Production histories of vertical methane wells in the Black Warrior basin are affected by water and gas saturation in the coal seams as well as well completion efficiencies and local geology (Pashin, 2007). Scheduling of mining operations also affects production histories of the wells as they are progressively terminated before coal mining commences. These factors may also affect production duration of the wellbores. The production duration overlay image in Fig. 4 spatially shows that the majority of the wells have more than 7500 production days. These wells were completed at multiple zones, mainly in Mary Lee and Black Creek coal groups (Fig. 4). Wells at the northeast corner of the study area produced for 4000 days or less. These wells were completed only in the Mary Lee coal zone and were terminated when the Oak Grove mine was developed in this location in 1993–1994. Wells that were placed on the western margin of the study area, in the Brookwood field, were drilled in 1997 and were completed at all three coal groups. They have been in production since their start date, for about 6000 days. Fig. 5 shows a 3-dimensional reservoir view of the three coal groups studied in this work. This figure shows the variation of depth from surface to these coal groups, locations of well completions in each of the coal groups, as well as the locations and displacements of faults shown in Fig. 4. In addition, the Mary Lee coal group image in Fig. 5 marks the boundaries of the mine panels and how they relate to well locations and proximities to faults.

Production start dates of all wells and their production durations, as of the date of the last recorded data at the time of preparation of this work, are given in Fig. 6. Despite the fact that all producing wells in this area are currently in their decline periods, Figs. 4 and 6 show that almost all wells have been extremely long producers.
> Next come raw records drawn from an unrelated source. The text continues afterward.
// src/executors/docker.rs
use async_trait::async_trait;
use bollard::container::LogOutput; // For LogOutput::StdOut, LogOutput::StdErr
use bollard::errors::Error as BollardError;
use bollard::exec::{StartExecOptions, StartExecResults};
use bollard::models::{ContainerCreateBody, ExecConfig, HostConfig};
use bollard::query_parameters::{
    CreateContainerOptions as BollardCreateContainerOptionsQuery,
    CreateImageOptions as BollardCreateImageOptionsQuery,
    InspectContainerOptions as BollardInspectContainerOptionsQuery,
    RemoveContainerOptions as BollardRemoveContainerOptionsQuery,
    StartContainerOptions as BollardStartContainerOptionsQuery,
    StatsOptions as BollardStatsOptionsQuery,
    StopContainerOptions as BollardStopContainerOptionsQuery,
};
use bollard::Docker;
use futures_util::future;
use futures_util::stream::StreamExt;
use std::default::Default;

use super::{ContainerSpec, ExecHandle, ExecSpec, OutputChunk, SandboxRuntime, SANDBOX_WORKDIR};
use crate::errors::SandboxError;

/// Keeps a session container alive between executions.
const KEEP_ALIVE_CMD: [&str; 2] = ["sleep", "infinity"];

/// Kills every process in the sandbox except init, the keep-alive process
/// and the shell itself. Everything is stopped first so nothing can fork
/// while the process table is walked. The keep-alive is the oldest child of
/// init; exec'd processes have no parent inside the container and orphans
/// are always younger.
const KILL_SCRIPT: &str = r#"kill -STOP -1 2>/dev/null
keep=""
for s in /proc/[0-9]*/status; do
  pid=${s#/proc/}; pid=${pid%/status}
  [ "$pid" = 1 ] && continue
  while read -r k v; do
    [ "$k" = "PPid:" ] || continue
    if [ "$v" = 1 ] && { [ -z "$keep" ] || [ "$pid" -lt "$keep" ]; }; then keep=$pid; fi
    break
  done < "$s" 2>/dev/null
done
for d in /proc/[0-9]*; do
  pid=${d#/proc/}
  case "$pid" in 1|$$|"$keep") ;; *) kill -KILL "$pid" 2>/dev/null ;; esac
done
[ -n "$keep" ] && kill -CONT "$keep"
exit 0"#;

/// Seconds Docker waits after SIGTERM before killing a stopped container.
const STOP_GRACE_SECONDS: i32 = 1;

pub struct DockerRuntime {
    docker: Docker,
}

impl DockerRuntime {
    pub fn new() -> Result<Self, SandboxError> {
        let docker = Docker::connect_with_local_defaults()?;
        Ok(Self { docker })
    }

    pub fn with_client(docker: Docker) -> Self {
        Self { docker }
    }

    /// Test if Docker is reachable.
    pub async fn is_available(&self) -> bool {
        self.docker.ping().await.is_ok()
    }

    fn container_config(spec: &ContainerSpec) -> ContainerCreateBody {
        ContainerCreateBody {
            image: Some(spec.image.clone()),
            cmd: Some(KEEP_ALIVE_CMD.iter().map(|s| s.to_string()).collect()),
            working_dir: Some(SANDBOX_WORKDIR.to_string()),
            labels: Some(spec.labels.clone()),
            network_disabled: Some(true),
            attach_stdin: Some(false),
            attach_stdout: Some(false),
            attach_stderr: Some(false),
            tty: Some(false),
            host_config: Some(HostConfig {
                binds: Some(vec![format!(
                    "{}:{}",
                    spec.host_workdir.display(),
                    SANDBOX_WORKDIR
                )]),
                network_mode: Some("none".to_string()),
                memory: Some(spec.memory_bytes),
                memory_swap: Some(spec.memory_bytes),
                nano_cpus: Some(spec.nano_cpus),
                pids_limit: Some(spec.pids_limit),
                // Reaps processes orphaned by a timeout kill.
                init: Some(true),
                cap_drop: Some(vec!["ALL".to_string()]),
                security_opt: Some(vec!["no-new-privileges".to_string()]),
                auto_remove: Some(true),
                ..Default::default()
            }),
            ..Default::default()
        }
    }
}

fn is_not_found(err: &BollardError) -> bool {
    matches!(
        err,
        BollardError::DockerResponseServerError {
            status_code: 404,
            ..
        }
    )
}

#[async_trait]
impl SandboxRuntime for DockerRuntime {
    async fn ensure_image(&self, image: &str) -> Result<(), SandboxError> {
        if self.docker.inspect_image(image).await.is_ok() {
            return Ok(());
        }

        log::info!("Pulling sandbox image {}", image);
        let pull_options = Some(BollardCreateImageOptionsQuery {
            from_image: Some(image.to_string()),
            ..Default::default()
        });
        let mut pull_stream = self.docker.create_image(pull_options, None, None);
        while let Some(result) = pull_stream.next().await {
            if let Err(e) = result {
                return Err(SandboxError::ImageUnavailable {
                    image: image.to_string(),
                    reason: e.to_string(),
                });
            }
        }
        Ok(())
    }

    async fn create_container(&self, spec: &ContainerSpec) -> Result<String, SandboxError> {
        let options = Some(BollardCreateContainerOptionsQuery {
            name: Some(spec.name.clone()),
            ..Default::default()
        });

        let container = self
            .docker
            .create_container(options, Self::container_config(spec))
            .await?;
        for warning in &container.warnings {
            log::warn!("Docker warning for container {}: {}", container.id, warning);
        }

        if let Err(e) = self
            .docker
            .start_container(&container.id, None::<BollardStartContainerOptionsQuery>)
            .await
        {
            // Created but never started, so auto-remove will not clean it up.
            let _ = self
                .docker
                .remove_container(
                    &container.id,
                    Some(BollardRemoveContainerOptionsQuery {
                        force: true,
                        ..Default::default()
                    }),
                )
                .await;
            return Err(e.into());
        }

        Ok(container.id)
    }

    async fn is_running(&self, container_id: &str) -> Result<bool, SandboxError> {
        match self
            .docker
            .inspect_container(container_id, None::<BollardInspectContainerOptionsQuery>)
            .await
        {
            Ok(details) => Ok(details
                .state
                .and_then(|state| state.running)
                .unwrap_or(false)),
            Err(e) if is_not_found(&e) => Ok(false),
            Err(e) => Err(e.into()),
        }
    }

    async fn exec(&self, container_id: &str, spec: &ExecSpec) -> Result<ExecHandle, SandboxError> {
        let config = ExecConfig {
            cmd: Some(spec.cmd.clone()),
            env: Some(spec.env.clone()),
            working_dir: Some(spec.working_dir.clone()),
            attach_stdin: Some(false),
            attach_stdout: Some(true),
            attach_stderr: Some(true),
            tty: Some(false),
            ..Default::default()
        };
        let exec = self.docker.create_exec(container_id, config).await?;

        match self
            .docker
            .start_exec(&exec.id, None::<StartExecOptions>)
            .await?
        {
            StartExecResults::Attached { output, .. } => {
                let output = output
                    .filter_map(|item| {
                        future::ready(match item {
                            Ok(LogOutput::StdOut { message }) | Ok(LogOutput::Console { message }) => {
                                Some(Ok(OutputChunk::Stdout(message.to_vec())))
                            }
                            Ok(LogOutput::StdErr { message }) => {
                                Some(Ok(OutputChunk::Stderr(message.to_vec())))
                            }
                            Ok(LogOutput::StdIn { .. }) => None,
                            Err(e) => Some(Err(SandboxError::BollardError(e))),
                        })
                    })
                    .boxed();
                Ok(ExecHandle {
                    id: exec.id,
                    output,
                })
            }
            StartExecResults::Detached => Err(SandboxError::ExecDetached(exec.id)),
        }
    }

    async fn exec_exit_code(&self, exec_id: &str) -> Result<Option<i64>, SandboxError> {
        let details = self.docker.inspect_exec(exec_id).await?;
        if details.running.unwrap_or(false) {
            return Ok(None);
        }
        Ok(details.exit_code)
    }

    async fn kill_processes(&self, container_id: &str) -> Result<(), SandboxError> {
        let spec = ExecSpec {
            cmd: vec!["sh".to_string(), "-c".to_string(), KILL_SCRIPT.to_string()],
            env: Vec::new(),
            working_dir: "/".to_string(),
        };
        let mut handle = self.exec(container_id, &spec).await?;
        while let Some(chunk) = handle.output.next().await {
            chunk?;
        }
        Ok(())
    }

    async fn stop_container(&self, container_id: &str) -> Result<(), SandboxError> {
        let stopped = self
            .docker
            .stop_container(
                container_id,
                Some(BollardStopContainerOptionsQuery {
                    t: Some(STOP_GRACE_SECONDS),
                    ..Default::default()
                }),
            )
            .await;
        match stopped {
            Ok(()) => Ok(()),
            Err(e) if is_not_found(&e) => Ok(()),
            Err(e) => {
                log::warn!("Stopping container {} failed ({}), forcing removal", container_id, e);
                match self
                    .docker
                    .remove_container(
                        container_id,
                        Some(BollardRemoveContainerOptionsQuery {
                            force: true,
                            ..Default::default()
                        }),
                    )
                    .await
                {
                    Ok(()) => Ok(()),
                    Err(e) if is_not_found(&e) => Ok(()),
                    Err(e) => Err(e.into()),
                }
            }
        }
    }

    async fn memory_usage(&self, container_id: &str) -> Result<u64, SandboxError> {
        let mut stats = self.docker.stats(
            container_id,
            Some(BollardStatsOptionsQuery {
                stream: false,
                one_shot: true,
                ..Default::default()
            }),
        );
        match stats.next().await {
            Some(Ok(stats)) => Ok(stats
                .memory_stats
                .and_then(|memory| memory.max_usage.or(memory.usage))
                .unwrap_or(0)),
            Some(Err(e)) => Err(e.into()),
            None => Ok(0),
        }
    }
}
//! In-sandbox driver harnesses and the artifacts written next to them.
//!
//! Each supported language ships one harness source, embedded at compile time.
//! Per execution three files land in the session's working directory: the
//! user's solution, the serialized test cases, and the harness itself. The
//! harness reads its remaining parameters from the exec environment.

use std::path::Path;

use tokio::fs;
use tokio::io::AsyncWriteExt;

use crate::core_types::TestCase;
use crate::errors::JudgeError;
use crate::languages::LanguageProfile;

pub const TESTS_FILENAME: &str = "tests.json";

pub const ENV_RESULT_SENTINEL: &str = "JUDGE_RESULT_SENTINEL";
pub const ENV_ENTRY_STRATEGIES: &str = "JUDGE_ENTRY_STRATEGIES";
pub const ENV_TIME_LIMIT_MS: &str = "JUDGE_TIME_LIMIT_MS";

const PYTHON_HARNESS: &str = include_str!("templates/harness.py");
const JAVASCRIPT_HARNESS: &str = include_str!("templates/harness.js");
const JAVA_HARNESS: &str = include_str!("templates/Harness.java");

/// Returns the harness source for a profile, if one exists.
pub fn template_for(profile: &LanguageProfile) -> Option<&'static str> {
    match profile.name {
        "python" => Some(PYTHON_HARNESS),
        "javascript" => Some(JAVASCRIPT_HARNESS),
        "java" => Some(JAVA_HARNESS),
        _ => None,
    }
}

/// The three files one execution needs, rendered and ready to write.
#[derive(Debug, Clone)]
pub struct Artifacts {
    solution_filename: &'static str,
    solution: String,
    tests: String,
    harness_filename: &'static str,
    harness: &'static str,
}

impl Artifacts {
    pub fn prepare(
        profile: &LanguageProfile,
        code: &str,
        test_cases: &[TestCase],
    ) -> Result<Self, JudgeError> {
        let harness = template_for(profile)
            .ok_or_else(|| JudgeError::MissingHarness(profile.name.to_string()))?;
        let tests = serde_json::to_string(test_cases)?;
        Ok(Self {
            solution_filename: profile.solution_filename,
            solution: code.to_string(),
            tests,
            harness_filename: profile.harness_filename,
            harness,
        })
    }

    /// Writes all artifacts into `dir`, replacing whatever a previous
    /// execution left there.
    pub async fn write_to(&self, dir: &Path) -> Result<(), JudgeError> {
        write_file(&dir.join(self.solution_filename), self.solution.as_bytes()).await?;
        write_file(&dir.join(TESTS_FILENAME), self.tests.as_bytes()).await?;
        write_file(&dir.join(self.harness_filename), self.harness.as_bytes()).await?;
        Ok(())
    }
}

async fn write_file(path: &Path, contents: &[u8]) -> Result<(), JudgeError> {
    let mut file = fs::File::create(path).await.map_err(|e| {
        JudgeError::IoError(format!("Failed to create {}: {}", path.display(), e))
    })?;
    file.write_all(contents).await?;
    file.flush().await?; // Ensure data is written
    Ok(())
}

/// Environment passed to the harness process.
pub fn harness_env(profile: &LanguageProfile, sentinel: &str) -> Result<Vec<String>, JudgeError> {
    let strategies = serde_json::to_string(profile.entry_points)?;
    Ok(vec![
        format!("{}={}", ENV_RESULT_SENTINEL, sentinel),
        format!("{}={}", ENV_ENTRY_STRATEGIES, strategies),
        format!("{}={}", ENV_TIME_LIMIT_MS, profile.time_limit_ms),
        "PYTHONDONTWRITEBYTECODE=1".to_string(),
        "PYTHONIOENCODING=utf-8".to_string(),
    ])
}
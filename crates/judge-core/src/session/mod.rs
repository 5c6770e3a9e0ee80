//! Long-lived sandbox sessions keyed by (user, logical session, language).

use chrono::{DateTime, Utc};
use serde::Serialize;
use std::fmt;
use std::path::PathBuf;

pub mod manager;
pub mod store;

pub use manager::{SessionLease, SessionManager, SessionSettings};
pub use store::{InMemorySessionStore, SessionStore};

#[derive(Debug, Clone, PartialEq, Eq, Hash, Serialize)]
#[serde(rename_all = "camelCase")]
pub struct SessionKey {
    pub user_id: String,
    pub session_id: String,
    pub language: String,
}

impl SessionKey {
    pub fn new(
        user_id: impl Into<String>,
        session_id: impl Into<String>,
        language: impl Into<String>,
    ) -> Self {
        Self {
            user_id: user_id.into(),
            session_id: session_id.into(),
            language: language.into(),
        }
    }
}

impl fmt::Display for SessionKey {
    fn fmt(&self, f: &mut fmt::Formatter<'_>) -> fmt::Result {
        write!(f, "{}:{}:{}", self.user_id, self.session_id, self.language)
    }
}

/// One reusable sandbox container and the host directory mounted into it.
#[derive(Debug, Clone, Serialize)]
#[serde(rename_all = "camelCase")]
pub struct Session {
    pub key: SessionKey,
    pub container_id: String,
    /// Host-side working directory, exclusively owned by this session.
    pub workdir: PathBuf,
    pub language: String,
    pub created_at: DateTime<Utc>,
    pub last_used: DateTime<Utc>,
}

#[cfg(test)]
mod tests {
    use super::*;

    #[test]
    fn test_key_display() {
        let key = SessionKey::new("user-1", "tab-7", "python");
        assert_eq!(key.to_string(), "user-1:tab-7:python");
    }
}
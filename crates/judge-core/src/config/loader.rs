//! Configuration loader for YAML files

use std::path::Path;
use tokio::fs;

use super::types::JudgeConfig;
use crate::errors::JudgeError;

pub struct ConfigLoader;

impl ConfigLoader {
    /// Load configuration from a YAML file
    pub async fn from_file<P: AsRef<Path>>(path: P) -> Result<JudgeConfig, JudgeError> {
        let path = path.as_ref();
        let content = fs::read_to_string(path).await.map_err(|e| {
            JudgeError::ConfigError(format!(
                "Failed to read config file {}: {}",
                path.display(),
                e
            ))
        })?;

        let mut config = Self::from_str(&content)?;

        // Relative problem directories are resolved against the config file.
        if config.problems_dir.is_relative() {
            if let Some(base) = path.parent() {
                config.problems_dir = base.join(&config.problems_dir);
            }
        }
        Ok(config)
    }

    /// Load configuration from a YAML string
    pub fn from_str(content: &str) -> Result<JudgeConfig, JudgeError> {
        // serde_yaml rejects an empty document; treat it as all defaults.
        let config: JudgeConfig = if content.trim().is_empty() {
            JudgeConfig::default()
        } else {
            serde_yaml::from_str(content)
                .map_err(|e| JudgeError::ConfigError(format!("Failed to parse YAML config: {}", e)))?
        };

        config.validate()?;
        Ok(config)
    }
}
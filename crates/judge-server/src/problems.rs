//! Problem id to test case resolution used by `submit`.

use async_trait::async_trait;
use judge_core::TestCase;
use serde::Deserialize;
use std::path::PathBuf;
use tokio::fs;

use crate::error::{Result, ServerError};

#[async_trait]
pub trait ProblemRepository: Send + Sync {
    /// Full test set of a problem, hidden cases included.
    async fn test_cases(&self, problem_id: &str) -> Result<Vec<TestCase>>;
}

/// Reads `<root>/<problemId>.json`, holding either a bare array of test cases
/// or an object with a `testCases` array.
pub struct FileProblemRepository {
    root: PathBuf,
}

#[derive(Deserialize)]
#[serde(untagged)]
enum ProblemFile {
    Cases(Vec<TestCase>),
    Wrapped {
        #[serde(rename = "testCases")]
        test_cases: Vec<TestCase>,
    },
}

impl FileProblemRepository {
    pub fn new(root: impl Into<PathBuf>) -> Self {
        Self { root: root.into() }
    }

    pub fn root(&self) -> &PathBuf {
        &self.root
    }
}

/// Problem ids become file names, so only a conservative alphabet is allowed.
fn validate_problem_id(problem_id: &str) -> Result<()> {
    let valid = !problem_id.is_empty()
        && problem_id.len() <= 128
        && problem_id
            .chars()
            .all(|c| c.is_ascii_alphanumeric() || c == '-' || c == '_');
    if valid {
        Ok(())
    } else {
        Err(ServerError::invalid_request(format!(
            "Invalid problem id '{}'",
            problem_id
        )))
    }
}

#[async_trait]
impl ProblemRepository for FileProblemRepository {
    async fn test_cases(&self, problem_id: &str) -> Result<Vec<TestCase>> {
        validate_problem_id(problem_id)?;
        let path = self.root.join(format!("{}.json", problem_id));

        let content = match fs::read_to_string(&path).await {
            Ok(content) => content,
            Err(e) if e.kind() == std::io::ErrorKind::NotFound => {
                return Err(ServerError::ProblemNotFound(problem_id.to_string()))
            }
            Err(e) => return Err(e.into()),
        };

        let file: ProblemFile = serde_json::from_str(&content).map_err(|e| {
            ServerError::internal(format!("Problem file {} is malformed: {}", path.display(), e))
        })?;
        let cases = match file {
            ProblemFile::Cases(cases) => cases,
            ProblemFile::Wrapped { test_cases } => test_cases,
        };
        log::debug!("Loaded {} test case(s) for problem {}", cases.len(), problem_id);
        Ok(cases)
    }
}

#[cfg(test)]
mod tests {
    use super::*;
    use serde_json::json;

    #[tokio::test]
    async fn test_loads_both_file_shapes() {
        let dir = tempfile::tempdir().unwrap();
        std::fs::write(
            dir.path().join("two-sum.json"),
            r#"[{"id": 1, "input": [[2,7,11,15], 9], "expectedOutput": [0,1]}]"#,
        )
        .unwrap();
        std::fs::write(
            dir.path().join("smoke.json"),
            r#"{"title": "Smoke", "testCases": [{"id": "a", "input": [1]}, {"id": "b", "input": [2]}]}"#,
        )
        .unwrap();

        let repo = FileProblemRepository::new(dir.path());
        let cases = repo.test_cases("two-sum").await.unwrap();
        assert_eq!(cases.len(), 1);
        assert_eq!(cases[0].id, "1");
        assert_eq!(cases[0].expected_output, Some(json!([0, 1])));

        let cases = repo.test_cases("smoke").await.unwrap();
        assert_eq!(cases.len(), 2);
        assert!(cases[1].expected_output.is_none());
    }

    #[tokio::test]
    async fn test_unknown_problem_is_not_found() {
        let dir = tempfile::tempdir().unwrap();
        let repo = FileProblemRepository::new(dir.path());
        let err = repo.test_cases("missing").await.unwrap_err();
        assert_eq!(err.status_code(), 404);
    }

    #[tokio::test]
    async fn test_path_traversal_is_rejected() {
        let dir = tempfile::tempdir().unwrap();
        let repo = FileProblemRepository::new(dir.path());
        for id in ["../etc/passwd", "a/b", "", ".hidden", "a b"] {
            let err = repo.test_cases(id).await.unwrap_err();
            assert_eq!(err.status_code(), 400, "{}", id);
        }
    }

    #[tokio::test]
    async fn test_malformed_file_is_internal_error() {
        let dir = tempfile::tempdir().unwrap();
        std::fs::write(dir.path().join("broken.json"), "{not json").unwrap();
        let repo = FileProblemRepository::new(dir.path());
        assert_eq!(repo.test_cases("broken").await.unwrap_err().status_code(), 500);
    }
}
//! Judge configuration: YAML file plus built-in defaults.

pub mod loader;
pub mod types;

pub use loader::ConfigLoader;
pub use types::*;

#[cfg(test)]
mod tests;

use crate::errors::JudgeError;
use std::path::Path;

/// Load a configuration from a YAML file
pub async fn load_config<P: AsRef<Path>>(path: P) -> Result<JudgeConfig, JudgeError> {
    ConfigLoader::from_file(path).await
}
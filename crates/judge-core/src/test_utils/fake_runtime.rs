// src/test_utils/fake_runtime.rs
use async_trait::async_trait;
use futures_util::stream::{self, StreamExt};
use std::collections::{HashMap, VecDeque};
use std::sync::Mutex;

use crate::errors::SandboxError;
use crate::executors::{ContainerSpec, ExecHandle, ExecSpec, OutputChunk, SandboxRuntime};
use crate::harness::ENV_RESULT_SENTINEL;

/// Placeholder replaced by the execution's sentinel in scripted stdout.
pub const SENTINEL_PLACEHOLDER: &str = "{sentinel}";

/// What the next `exec` call should do.
#[derive(Debug, Clone)]
pub enum ScriptedExec {
    /// Emit the output, then finish with the exit code.
    Complete {
        stdout: String,
        stderr: String,
        exit_code: i64,
    },
    /// Emit the output, then never finish.
    Hang { stdout: String, stderr: String },
    /// Fail to start the exec at all.
    Fail(String),
}

impl ScriptedExec {
    pub fn stdout(stdout: impl Into<String>) -> Self {
        ScriptedExec::Complete {
            stdout: stdout.into(),
            stderr: String::new(),
            exit_code: 0,
        }
    }
}

#[derive(Debug, Clone)]
struct FakeContainer {
    spec: ContainerSpec,
    running: bool,
}

#[derive(Default)]
struct FakeState {
    containers: HashMap<String, FakeContainer>,
    creation_order: Vec<String>,
    next_id: u64,
    script: VecDeque<ScriptedExec>,
    execs: Vec<(String, ExecSpec)>,
    exit_codes: HashMap<String, Option<i64>>,
    kills: Vec<String>,
    stops: Vec<String>,
    pulled: Vec<String>,
    fail_create: bool,
    fail_kill: bool,
    fail_inspect: bool,
    memory: u64,
}

/// In-memory `SandboxRuntime` with scripted exec behaviour.
#[derive(Default)]
pub struct FakeRuntime {
    state: Mutex<FakeState>,
}

impl FakeRuntime {
    pub fn new() -> Self {
        Self::default()
    }

    pub fn push_exec(&self, exec: ScriptedExec) {
        self.state.lock().unwrap().script.push_back(exec);
    }

    /// Simulates the container dying outside of the judge's control.
    pub fn stop_externally(&self, container_id: &str) {
        if let Some(c) = self.state.lock().unwrap().containers.get_mut(container_id) {
            c.running = false;
        }
    }

    pub fn fail_container_creation(&self, fail: bool) {
        self.state.lock().unwrap().fail_create = fail;
    }

    pub fn fail_kill(&self, fail: bool) {
        self.state.lock().unwrap().fail_kill = fail;
    }

    pub fn fail_inspect(&self, fail: bool) {
        self.state.lock().unwrap().fail_inspect = fail;
    }

    pub fn set_memory_usage(&self, bytes: u64) {
        self.state.lock().unwrap().memory = bytes;
    }

    pub fn containers_created(&self) -> usize {
        self.state.lock().unwrap().creation_order.len()
    }

    pub fn running_containers(&self) -> Vec<String> {
        let state = self.state.lock().unwrap();
        state
            .creation_order
            .iter()
            .filter(|id| state.containers.get(*id).map(|c| c.running).unwrap_or(false))
            .cloned()
            .collect()
    }

    pub fn container_spec(&self, container_id: &str) -> Option<ContainerSpec> {
        self.state
            .lock()
            .unwrap()
            .containers
            .get(container_id)
            .map(|c| c.spec.clone())
    }

    pub fn exec_calls(&self) -> Vec<(String, ExecSpec)> {
        self.state.lock().unwrap().execs.clone()
    }

    pub fn kill_calls(&self) -> Vec<String> {
        self.state.lock().unwrap().kills.clone()
    }

    pub fn stop_calls(&self) -> Vec<String> {
        self.state.lock().unwrap().stops.clone()
    }

    pub fn pulled_images(&self) -> Vec<String> {
        self.state.lock().unwrap().pulled.clone()
    }
}

fn chunks(stdout: String, stderr: String) -> Vec<Result<OutputChunk, SandboxError>> {
    let mut out = Vec::new();
    if !stdout.is_empty() {
        out.push(Ok(OutputChunk::Stdout(stdout.into_bytes())));
    }
    if !stderr.is_empty() {
        out.push(Ok(OutputChunk::Stderr(stderr.into_bytes())));
    }
    out
}

#[async_trait]
impl SandboxRuntime for FakeRuntime {
    async fn ensure_image(&self, image: &str) -> Result<(), SandboxError> {
        let mut state = self.state.lock().unwrap();
        if !state.pulled.iter().any(|i| i == image) {
            state.pulled.push(image.to_string());
        }
        Ok(())
    }

    async fn create_container(&self, spec: &ContainerSpec) -> Result<String, SandboxError> {
        let mut state = self.state.lock().unwrap();
        if state.fail_create {
            return Err(SandboxError::Runtime("docker daemon unavailable".to_string()));
        }
        state.next_id += 1;
        let id = format!("fake-{}", state.next_id);
        state.containers.insert(
            id.clone(),
            FakeContainer {
                spec: spec.clone(),
                running: true,
            },
        );
        state.creation_order.push(id.clone());
        Ok(id)
    }

    async fn is_running(&self, container_id: &str) -> Result<bool, SandboxError> {
        let state = self.state.lock().unwrap();
        if state.fail_inspect {
            return Err(SandboxError::Runtime("inspect failed".to_string()));
        }
        Ok(state
            .containers
            .get(container_id)
            .map(|c| c.running)
            .unwrap_or(false))
    }

    async fn exec(&self, container_id: &str, spec: &ExecSpec) -> Result<ExecHandle, SandboxError> {
        let mut state = self.state.lock().unwrap();
        match state.containers.get(container_id) {
            Some(c) if c.running => {}
            _ => return Err(SandboxError::ContainerNotFound(container_id.to_string())),
        }
        state.execs.push((container_id.to_string(), spec.clone()));
        let exec_id = format!("exec-{}", state.execs.len());

        let sentinel = spec
            .env
            .iter()
            .find_map(|e| e.strip_prefix(&format!("{}=", ENV_RESULT_SENTINEL)))
            .unwrap_or("")
            .to_string();

        let scripted = state.script.pop_front().unwrap_or_else(|| ScriptedExec::stdout(""));
        let output = match scripted {
            ScriptedExec::Complete {
                stdout,
                stderr,
                exit_code,
            } => {
                state.exit_codes.insert(exec_id.clone(), Some(exit_code));
                let stdout = stdout.replace(SENTINEL_PLACEHOLDER, &sentinel);
                stream::iter(chunks(stdout, stderr)).boxed()
            }
            ScriptedExec::Hang { stdout, stderr } => {
                state.exit_codes.insert(exec_id.clone(), None);
                let stdout = stdout.replace(SENTINEL_PLACEHOLDER, &sentinel);
                stream::iter(chunks(stdout, stderr))
                    .chain(stream::pending())
                    .boxed()
            }
            ScriptedExec::Fail(message) => return Err(SandboxError::Runtime(message)),
        };

        Ok(ExecHandle { id: exec_id, output })
    }

    async fn exec_exit_code(&self, exec_id: &str) -> Result<Option<i64>, SandboxError> {
        Ok(self
            .state
            .lock()
            .unwrap()
            .exit_codes
            .get(exec_id)
            .copied()
            .flatten())
    }

    async fn kill_processes(&self, container_id: &str) -> Result<(), SandboxError> {
        let mut state = self.state.lock().unwrap();
        state.kills.push(container_id.to_string());
        if state.fail_kill {
            return Err(SandboxError::Runtime("kill exec failed".to_string()));
        }
        for code in state.exit_codes.values_mut() {
            if code.is_none() {
                *code = Some(137);
            }
        }
        Ok(())
    }

    async fn stop_container(&self, container_id: &str) -> Result<(), SandboxError> {
        let mut state = self.state.lock().unwrap();
        state.stops.push(container_id.to_string());
        if let Some(c) = state.containers.get_mut(container_id) {
            c.running = false;
        }
        Ok(())
    }

    async fn memory_usage(&self, _container_id: &str) -> Result<u64, SandboxError> {
        Ok(self.state.lock().unwrap().memory)
    }
}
Variations in production durations can be due to mining operations, well completion properties (i.e. whether the wells are completed at a single zone or at multiple zones), coal reservoir properties, and proximities to faults (Fig. 5). Sparks et al. (1993) observed that fault lines in many areas in the basin may not be as productive as blocks between the faults—supported by Pitman et al. (2003) who observed that cementation of coal cleats within ~30 ft of normal faults could preclude flow along large parts of faults.

To further investigate production and decline behaviors of wells in the study area, decline curve analyses were performed. The analyses showed that almost all wells exhibit exponential decline, which by definition is constant with production duration. An example of exponential decline curve analysis on production data plotted as the logarithm of gas rate versus time is given as the inset of Fig. 7. It should be noted, however, that traditional decline analyses apply only to the long-term decline periods where boundary-dominated flow is dominant. Therefore, as also seen in this inset figure, initial and intermittent short-lived declines due to various operational factors and rate transients were not included in this analysis.

The decline rate data given in Fig. 7 has a minimum of 1.8% per year and maximum of 25% per year. The mean and standard deviation of the distribution is 9.2% per year and 6.3% per year, respectively. Interestingly, the distribution shows a multi-modal behavior, in which low, medium, and high decline rates are clearly distinguishable and the wells creating these populations of data approximately coincide with the wells grouped in Fig. 4 based on their completion zones.

2.2. Production rates and cumulative productions

Pashin (2007) and Groshong et al. (2009) discussed that folds and faults in the Black Warrior Basin and close to its margins can have significant impact on peak production rates and production durations of coalbed methane wells. Folding of the strata is believed to increase methane rates locally as a result of increased fracture permeability. Such areas of increased methane rates, or peak rates of as much as 150–300 Mscf/day, are generally observed along the lower limb of the Coalburg syncline in the Cedar Cove field (Pashin et al., 2010a). Peak rates of water production as much as 250–750 bbl/day, on the other hand, were observed close to the Blue Creek syncline and anticline where the strata upturned and were exposed to the surface, accepting meteoric water encroachment.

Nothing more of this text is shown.